Task brief — Retype, exactly as they appear below, the lines between the line holding "fn validate_certificate_request(request: &CertificateRequest)" and the line holding "if value.contains(['\n', '\r'])", both ends included.

Stored data entries —
★ ★ ★ ★

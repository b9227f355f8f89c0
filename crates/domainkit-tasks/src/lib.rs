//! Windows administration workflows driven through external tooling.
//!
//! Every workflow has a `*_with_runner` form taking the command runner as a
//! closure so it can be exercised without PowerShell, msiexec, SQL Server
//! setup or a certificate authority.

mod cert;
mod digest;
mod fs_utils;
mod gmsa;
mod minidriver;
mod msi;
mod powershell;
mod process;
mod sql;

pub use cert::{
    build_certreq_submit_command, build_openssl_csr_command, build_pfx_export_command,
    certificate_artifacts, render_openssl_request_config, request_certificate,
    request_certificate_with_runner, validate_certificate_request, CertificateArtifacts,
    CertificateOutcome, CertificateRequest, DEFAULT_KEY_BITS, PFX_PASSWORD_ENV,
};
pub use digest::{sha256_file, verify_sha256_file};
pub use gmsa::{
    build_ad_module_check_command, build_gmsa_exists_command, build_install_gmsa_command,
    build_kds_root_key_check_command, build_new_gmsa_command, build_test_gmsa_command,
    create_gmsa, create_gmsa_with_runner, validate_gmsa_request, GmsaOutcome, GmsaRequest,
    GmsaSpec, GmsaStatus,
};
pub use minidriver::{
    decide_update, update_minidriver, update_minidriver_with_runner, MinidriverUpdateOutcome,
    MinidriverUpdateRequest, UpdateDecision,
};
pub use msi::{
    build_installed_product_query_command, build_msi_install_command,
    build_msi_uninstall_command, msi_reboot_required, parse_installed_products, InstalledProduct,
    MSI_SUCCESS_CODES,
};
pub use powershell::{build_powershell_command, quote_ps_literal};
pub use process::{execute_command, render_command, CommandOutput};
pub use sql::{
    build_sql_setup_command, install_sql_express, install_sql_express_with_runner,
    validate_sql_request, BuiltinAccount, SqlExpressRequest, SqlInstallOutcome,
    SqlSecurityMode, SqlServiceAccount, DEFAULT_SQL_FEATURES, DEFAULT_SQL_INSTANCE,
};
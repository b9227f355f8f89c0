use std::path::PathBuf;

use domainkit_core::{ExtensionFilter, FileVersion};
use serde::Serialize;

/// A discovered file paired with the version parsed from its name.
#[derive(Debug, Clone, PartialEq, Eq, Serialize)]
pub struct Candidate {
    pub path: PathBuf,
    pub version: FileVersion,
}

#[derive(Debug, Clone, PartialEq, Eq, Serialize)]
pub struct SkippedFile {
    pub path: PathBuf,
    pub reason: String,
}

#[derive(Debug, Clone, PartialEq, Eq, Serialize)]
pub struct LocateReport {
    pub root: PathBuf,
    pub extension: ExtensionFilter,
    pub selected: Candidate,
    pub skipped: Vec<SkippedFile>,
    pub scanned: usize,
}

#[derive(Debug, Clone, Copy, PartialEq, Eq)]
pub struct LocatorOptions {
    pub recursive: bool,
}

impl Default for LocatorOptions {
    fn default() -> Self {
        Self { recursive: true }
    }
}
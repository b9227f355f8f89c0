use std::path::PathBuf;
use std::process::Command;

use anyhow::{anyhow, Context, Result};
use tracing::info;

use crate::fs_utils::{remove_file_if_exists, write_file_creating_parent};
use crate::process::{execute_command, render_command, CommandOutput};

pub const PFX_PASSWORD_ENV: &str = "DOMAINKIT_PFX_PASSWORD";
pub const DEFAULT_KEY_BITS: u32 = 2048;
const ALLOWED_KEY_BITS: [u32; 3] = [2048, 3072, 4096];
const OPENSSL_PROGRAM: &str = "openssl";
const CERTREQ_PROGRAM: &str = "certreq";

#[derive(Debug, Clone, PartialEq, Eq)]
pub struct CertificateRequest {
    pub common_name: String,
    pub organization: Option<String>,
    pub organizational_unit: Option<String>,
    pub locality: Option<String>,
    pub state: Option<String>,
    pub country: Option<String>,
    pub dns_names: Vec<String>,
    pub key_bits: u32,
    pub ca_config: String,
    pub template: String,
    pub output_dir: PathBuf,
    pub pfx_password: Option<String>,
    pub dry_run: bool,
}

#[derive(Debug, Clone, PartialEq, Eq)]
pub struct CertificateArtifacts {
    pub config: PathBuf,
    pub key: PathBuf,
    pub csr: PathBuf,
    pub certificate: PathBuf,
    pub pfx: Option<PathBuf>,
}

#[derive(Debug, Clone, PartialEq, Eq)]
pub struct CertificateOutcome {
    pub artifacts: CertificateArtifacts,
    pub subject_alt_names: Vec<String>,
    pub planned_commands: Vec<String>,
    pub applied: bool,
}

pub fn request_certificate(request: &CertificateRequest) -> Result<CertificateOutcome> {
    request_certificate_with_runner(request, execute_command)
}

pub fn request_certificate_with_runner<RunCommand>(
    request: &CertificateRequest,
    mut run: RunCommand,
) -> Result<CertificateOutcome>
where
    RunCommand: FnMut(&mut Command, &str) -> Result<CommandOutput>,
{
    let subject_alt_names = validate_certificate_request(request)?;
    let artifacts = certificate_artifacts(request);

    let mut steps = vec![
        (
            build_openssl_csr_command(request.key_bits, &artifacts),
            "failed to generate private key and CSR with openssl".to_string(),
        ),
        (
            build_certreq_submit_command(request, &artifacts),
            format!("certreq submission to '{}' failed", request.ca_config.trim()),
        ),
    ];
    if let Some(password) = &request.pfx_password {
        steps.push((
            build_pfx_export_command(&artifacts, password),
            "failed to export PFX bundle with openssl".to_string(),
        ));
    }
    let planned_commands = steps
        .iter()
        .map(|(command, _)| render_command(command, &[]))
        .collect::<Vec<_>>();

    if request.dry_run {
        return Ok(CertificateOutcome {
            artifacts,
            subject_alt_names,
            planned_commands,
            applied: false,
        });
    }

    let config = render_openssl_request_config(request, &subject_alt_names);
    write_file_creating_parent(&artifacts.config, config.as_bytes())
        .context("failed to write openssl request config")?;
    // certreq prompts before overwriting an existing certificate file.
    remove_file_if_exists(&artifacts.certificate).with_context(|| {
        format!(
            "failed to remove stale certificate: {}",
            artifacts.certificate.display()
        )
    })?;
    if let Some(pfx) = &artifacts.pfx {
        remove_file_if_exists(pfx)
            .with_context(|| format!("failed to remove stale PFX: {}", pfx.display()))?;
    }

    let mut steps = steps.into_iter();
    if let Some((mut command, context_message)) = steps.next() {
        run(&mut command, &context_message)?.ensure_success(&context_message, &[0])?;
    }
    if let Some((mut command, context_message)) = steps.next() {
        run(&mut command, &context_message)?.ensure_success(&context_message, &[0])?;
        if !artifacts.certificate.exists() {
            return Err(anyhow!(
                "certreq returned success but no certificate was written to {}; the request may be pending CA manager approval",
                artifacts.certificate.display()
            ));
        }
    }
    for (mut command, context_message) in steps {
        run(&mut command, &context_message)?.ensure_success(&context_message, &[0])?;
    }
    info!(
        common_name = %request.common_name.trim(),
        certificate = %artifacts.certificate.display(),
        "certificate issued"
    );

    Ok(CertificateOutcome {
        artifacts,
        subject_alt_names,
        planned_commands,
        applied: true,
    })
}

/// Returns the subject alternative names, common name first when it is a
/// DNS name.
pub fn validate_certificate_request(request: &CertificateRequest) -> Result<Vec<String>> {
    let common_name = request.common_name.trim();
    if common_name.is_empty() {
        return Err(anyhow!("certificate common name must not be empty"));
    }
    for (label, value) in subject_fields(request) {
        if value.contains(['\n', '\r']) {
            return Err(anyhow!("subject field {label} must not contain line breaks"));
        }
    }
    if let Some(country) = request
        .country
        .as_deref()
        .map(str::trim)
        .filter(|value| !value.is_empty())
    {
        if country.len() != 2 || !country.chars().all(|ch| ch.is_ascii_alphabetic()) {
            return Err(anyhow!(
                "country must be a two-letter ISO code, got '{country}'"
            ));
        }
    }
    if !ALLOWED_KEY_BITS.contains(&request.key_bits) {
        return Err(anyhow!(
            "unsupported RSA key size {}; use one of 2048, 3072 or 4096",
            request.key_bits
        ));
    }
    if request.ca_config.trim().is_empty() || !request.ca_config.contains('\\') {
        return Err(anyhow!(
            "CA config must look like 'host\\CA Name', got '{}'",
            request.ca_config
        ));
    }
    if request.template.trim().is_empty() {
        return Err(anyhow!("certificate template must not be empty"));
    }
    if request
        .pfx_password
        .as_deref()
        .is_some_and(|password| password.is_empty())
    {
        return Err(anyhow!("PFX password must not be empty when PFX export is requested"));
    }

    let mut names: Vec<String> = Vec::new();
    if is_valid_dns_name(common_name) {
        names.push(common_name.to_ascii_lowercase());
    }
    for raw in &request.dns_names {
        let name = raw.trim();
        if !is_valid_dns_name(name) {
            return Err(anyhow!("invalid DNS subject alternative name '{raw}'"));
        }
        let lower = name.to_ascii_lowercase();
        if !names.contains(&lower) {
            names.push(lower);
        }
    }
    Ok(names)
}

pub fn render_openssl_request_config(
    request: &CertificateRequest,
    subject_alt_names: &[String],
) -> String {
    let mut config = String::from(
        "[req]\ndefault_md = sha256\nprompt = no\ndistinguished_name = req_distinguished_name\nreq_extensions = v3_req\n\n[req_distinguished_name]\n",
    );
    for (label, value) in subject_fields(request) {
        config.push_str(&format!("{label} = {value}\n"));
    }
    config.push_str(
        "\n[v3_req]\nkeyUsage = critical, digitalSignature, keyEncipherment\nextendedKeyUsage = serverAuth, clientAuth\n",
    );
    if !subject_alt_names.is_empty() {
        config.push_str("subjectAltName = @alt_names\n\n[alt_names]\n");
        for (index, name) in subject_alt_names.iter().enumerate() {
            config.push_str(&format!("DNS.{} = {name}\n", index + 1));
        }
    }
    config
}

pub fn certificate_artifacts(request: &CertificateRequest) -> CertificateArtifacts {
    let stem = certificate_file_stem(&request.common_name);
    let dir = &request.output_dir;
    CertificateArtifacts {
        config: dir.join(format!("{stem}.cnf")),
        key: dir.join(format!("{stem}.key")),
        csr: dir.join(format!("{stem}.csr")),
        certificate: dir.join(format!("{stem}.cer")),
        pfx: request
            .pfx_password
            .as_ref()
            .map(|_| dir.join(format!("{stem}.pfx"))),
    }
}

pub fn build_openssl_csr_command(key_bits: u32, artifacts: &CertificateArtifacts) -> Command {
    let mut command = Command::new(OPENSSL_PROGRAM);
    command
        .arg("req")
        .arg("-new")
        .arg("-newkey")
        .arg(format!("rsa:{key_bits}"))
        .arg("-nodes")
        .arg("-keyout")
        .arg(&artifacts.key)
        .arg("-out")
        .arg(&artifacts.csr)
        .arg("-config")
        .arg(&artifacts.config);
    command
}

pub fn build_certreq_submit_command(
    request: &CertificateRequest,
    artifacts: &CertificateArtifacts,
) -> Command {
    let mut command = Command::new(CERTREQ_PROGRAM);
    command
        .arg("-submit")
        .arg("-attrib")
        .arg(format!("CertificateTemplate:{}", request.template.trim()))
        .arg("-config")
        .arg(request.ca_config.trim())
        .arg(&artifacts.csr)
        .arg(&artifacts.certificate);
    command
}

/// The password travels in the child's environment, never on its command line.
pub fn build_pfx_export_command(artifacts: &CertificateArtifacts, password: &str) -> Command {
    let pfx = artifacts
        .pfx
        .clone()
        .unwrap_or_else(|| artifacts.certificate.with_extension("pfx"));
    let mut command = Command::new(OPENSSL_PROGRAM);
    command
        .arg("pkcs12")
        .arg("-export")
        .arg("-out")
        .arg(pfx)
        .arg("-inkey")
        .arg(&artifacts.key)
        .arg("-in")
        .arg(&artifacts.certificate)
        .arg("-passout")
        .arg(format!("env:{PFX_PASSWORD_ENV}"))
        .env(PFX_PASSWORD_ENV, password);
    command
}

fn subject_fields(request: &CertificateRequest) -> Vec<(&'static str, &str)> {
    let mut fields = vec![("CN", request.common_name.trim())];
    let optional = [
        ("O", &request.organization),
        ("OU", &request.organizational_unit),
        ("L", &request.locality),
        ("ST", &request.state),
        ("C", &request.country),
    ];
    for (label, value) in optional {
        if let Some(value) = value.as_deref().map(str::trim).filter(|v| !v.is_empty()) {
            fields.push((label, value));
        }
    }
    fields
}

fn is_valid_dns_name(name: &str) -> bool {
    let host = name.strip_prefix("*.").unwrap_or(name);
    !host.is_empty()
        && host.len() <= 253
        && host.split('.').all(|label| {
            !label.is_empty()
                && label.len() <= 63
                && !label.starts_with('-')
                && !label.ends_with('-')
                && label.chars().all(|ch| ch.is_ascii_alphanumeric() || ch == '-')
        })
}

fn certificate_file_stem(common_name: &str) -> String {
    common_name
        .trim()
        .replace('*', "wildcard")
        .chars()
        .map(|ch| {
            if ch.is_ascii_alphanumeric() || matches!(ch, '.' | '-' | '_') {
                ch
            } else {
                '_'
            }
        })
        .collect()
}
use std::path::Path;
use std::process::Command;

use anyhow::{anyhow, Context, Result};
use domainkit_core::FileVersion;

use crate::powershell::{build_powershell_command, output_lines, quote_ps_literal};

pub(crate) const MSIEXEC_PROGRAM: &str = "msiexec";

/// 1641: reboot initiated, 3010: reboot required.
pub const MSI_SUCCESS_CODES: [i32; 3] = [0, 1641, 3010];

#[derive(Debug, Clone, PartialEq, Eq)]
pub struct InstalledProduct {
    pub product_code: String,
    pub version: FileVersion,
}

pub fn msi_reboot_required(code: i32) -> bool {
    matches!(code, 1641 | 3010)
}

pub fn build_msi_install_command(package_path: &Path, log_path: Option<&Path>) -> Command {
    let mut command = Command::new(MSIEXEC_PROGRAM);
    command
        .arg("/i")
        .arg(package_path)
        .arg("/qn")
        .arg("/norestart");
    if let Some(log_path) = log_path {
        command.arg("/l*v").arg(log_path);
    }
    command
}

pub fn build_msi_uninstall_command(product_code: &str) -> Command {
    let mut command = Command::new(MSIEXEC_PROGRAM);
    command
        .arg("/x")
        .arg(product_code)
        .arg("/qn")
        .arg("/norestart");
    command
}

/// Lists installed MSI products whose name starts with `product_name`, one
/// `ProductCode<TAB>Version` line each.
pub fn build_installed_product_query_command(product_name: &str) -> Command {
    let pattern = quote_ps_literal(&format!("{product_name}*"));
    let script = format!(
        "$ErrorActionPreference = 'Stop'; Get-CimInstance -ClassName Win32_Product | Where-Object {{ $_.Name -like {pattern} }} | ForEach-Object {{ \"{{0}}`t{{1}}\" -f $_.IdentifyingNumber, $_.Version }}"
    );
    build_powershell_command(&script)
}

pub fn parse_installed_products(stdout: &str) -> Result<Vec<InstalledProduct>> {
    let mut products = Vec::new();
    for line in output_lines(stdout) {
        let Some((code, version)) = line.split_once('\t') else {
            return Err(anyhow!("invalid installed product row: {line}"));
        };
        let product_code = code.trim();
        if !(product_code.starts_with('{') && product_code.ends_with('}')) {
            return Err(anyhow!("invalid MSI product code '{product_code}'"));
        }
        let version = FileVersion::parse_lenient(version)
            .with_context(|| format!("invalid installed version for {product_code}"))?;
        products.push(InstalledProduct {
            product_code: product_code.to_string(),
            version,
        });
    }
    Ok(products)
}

★ ★ ★ ★

Solution —
pub fn validate_certificate_request(request: &CertificateRequest) -> Result<Vec<String>> {
    let common_name = request.common_name.trim();
    if common_name.is_empty() {
        return Err(anyhow!("certificate common name must not be empty"));
    }
    for (label, value) in subject_fields(request) {
        if value.contains(['\n', '\r']) {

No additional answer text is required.